Late in the evening on March 26, a nurse canvassed the gallery, asking us who wished to be vaccinated against the coronavirus. I confirmed my desire to get the vaccine. I was pleased, as it meant I could soon feel a real measure of safety from the deadly disease, but it also meant that as a class, prisoners have reached the waning days of the pandemic.
My prognostication is based on prison populations typically being last for everything coronavirus-related. By the time remedial efforts have reached us we are past the peak of infection, illness and death; we were the last Americans to receive masks and widespread testing. With regard to vaccinations, all New York prisoners are probably on par with a lot of places in the nation per capita who are just getting around to making people under 50 years old eligible.

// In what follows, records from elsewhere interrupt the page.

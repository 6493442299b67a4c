//! Variable-substitution template engine for SEO meta tags.
//!
//! Templates are plain strings with `{{ }}` placeholders:
//!
//! - `{{ product.name }}`, `{{ store.name }}`: variables
//! - `{{ truncate(product.description, 160) }}`: directives
//!
//! A [`ProcessorFactory`] hands out the [`VariableProcessor`] for an entity;
//! the processor fills templates, memoizing results in a [`RequestScope`]
//! and writing them through to the persistent cache.
//!
//! # Directives
//!
//! | Directive | Effect |
//! |-----------|--------|
//! | `lower(v)`, `upper(v)` | Case conversion |
//! | `ucfirst(v)`, `ucwords(v)` | Capitalize first letter / every word |
//! | `truncate(v[, len][, suffix])` | Cut to `len` characters (default 255, suffix `...`) |
//! | `strip_tags(v)` | Remove HTML tags |
//! | `escape(v)` | HTML-escape |
//! | `url_encode(v)` | Form-style URL encoding |
//! | `replace(v, search, replace)` | Literal replacement |
//!
//! Unknown directives produce an empty string.

mod context;
mod directive;
mod error;
mod factory;
mod html;
mod key;
mod parser;
mod processor;
mod resolver;
mod scope;
mod value;

pub use context::{DEFAULT_TEMPLATE_TTL, ProcessorContext, TEMPLATE_CACHE_TAG, UrlSuffixes};
pub use directive::Directive;
pub use error::TemplateError;
pub use factory::ProcessorFactory;
pub use html::{clean_html, escape_html, strip_tags, truncate_chars};
pub use key::TemplateKey;
pub use processor::VariableProcessor;
pub use resolver::{
    CategoryResolver, CmsPageResolver, EntityResolver, ProductResolver, category_url, media_url,
    page_url, product_url, resolver_for,
};
pub use scope::RequestScope;
pub use value::format_price;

Green Haven is a stickler for mask adherence and is randomly testing 25 prisoners a day for coronavirus infections. If someone tests positive and is asymptomatic, that person is sent to quarantine for 14 days. His neighbors, in the cells on either side of him, are sent to a quarantine unit for those who have been exposed. The policy is sound and practical. The nation is now experiencing spikes in infections, but prisons are the most isolated and static population masses in the country. That either bodes well, or has horrendous consequences.
Fortunately, for New York prisons it has been the former. Our pandemic behaviors have been constant; there has been no ease or increase in mask wearing and social distancing. Our quasi-fatalistic deportment about so much behind the wall has served us well in coping with the coronavirus.
New York State prisons’ relatively low fatality rates are sheer osmosis. Although there are still isolated infections here at Green Haven and other facilities, our collective rate of infections is low by any metrics, especially so during the deadly winter surge. The portent of serious illness and death is no longer a feature of our collective consciousness.
The issue of vaccines for prisoners in New York is fraught with prisoner distrust and suspicion. The story of Henrietta Lacks, whose cells were taken and used for medical research without her consent decades ago; the syphilis experiments performed on black men in the 20th century; and ironically enough, the disproportionately high rate of COVID-19 infections and deaths among people of color are all parroted talking points for reasons not to get the vaccine. The attitude is an insight into why men of color avoid regular medical consultation as well as the higher incidence of co-morbidities and lethality revealed in communities of color in the era of coronavirus.
In the hope of encouraging folks to make informed decisions, I recently tried to engage a group of guys in conversation about the the difference between the attenuated viral inoculations of the past versus the current MRNA formulations of coronavirus vaccines, but my mini-Q&A on the science and efficacy of COVID-19 vaccines was drowned out by the culturally hardwired positions of past racial abuses of Jim Crow and antebellum America.
Our racially charged history has rendered vaccinations a diabolical conspiracy of the White man to many persons of color here. Anyone who believes conspiracy theories are the exclusive purview of White, disaffected Americans should think again. Conspiratorial thinking shapes culture and custom to the detriment of its adherents, none more so than poor, uneducated people of color. What makes the conspiracy thinking so potent is that it is a mixture of the truth of America’s racist past — and present — and the as-virulent prejudices and biases of some people of color.
There is something to be said for influencers. We could use a few here. Influencers offer the proposition of new insights and possibly informed paradigm shifts in what we collectively think and believe. If an influencer can get people of color and the poor to move forward on the spectrum of distrust, not only to take the vaccine, but on a number of social issues that are in effect, public health issues in low income and communities of color, we then see the need for an army of myth-busting influencers to help us get out of our own way.
There needs to be an easy-to-read and understand handout explaining what a vaccine is, as well as a comparative explanation about the difference between the coronavirus vaccine and vaccines of the past.
The silver lining of the pandemic for many prisoners are stimulus checks. All prisoners who are U.S. citizens are eligible for the Cares Act and the $3,200 disseminated to many Americans. That eligibility runs out on April 15. I’m sure almost all prisoners have applied, but not all have received them.
Some have issues with their social security numbers — some don’t know their numbers, and the department is reluctant to provide them. Others have filed via the U.S. Postal Service and have heard nothing. There are a myriad of conspiracy theories for this group of mailers who are the most vocal malcontents. Others have filed electronically and received their funds.
There is both real jubilation over the windfall, while others who have not shared the good fortune express emotions of the “have nots.” I think the real upside is the sense of inclusion in American life receiving the checks has made many prisoners feel. We have shared in the suffering of both illness and the loss of loved ones due to the virus, and to be recipients of the government’s efforts to restore the country’s economic equilibrium allows the least of us to feel like American citizens — for the first time for many of us.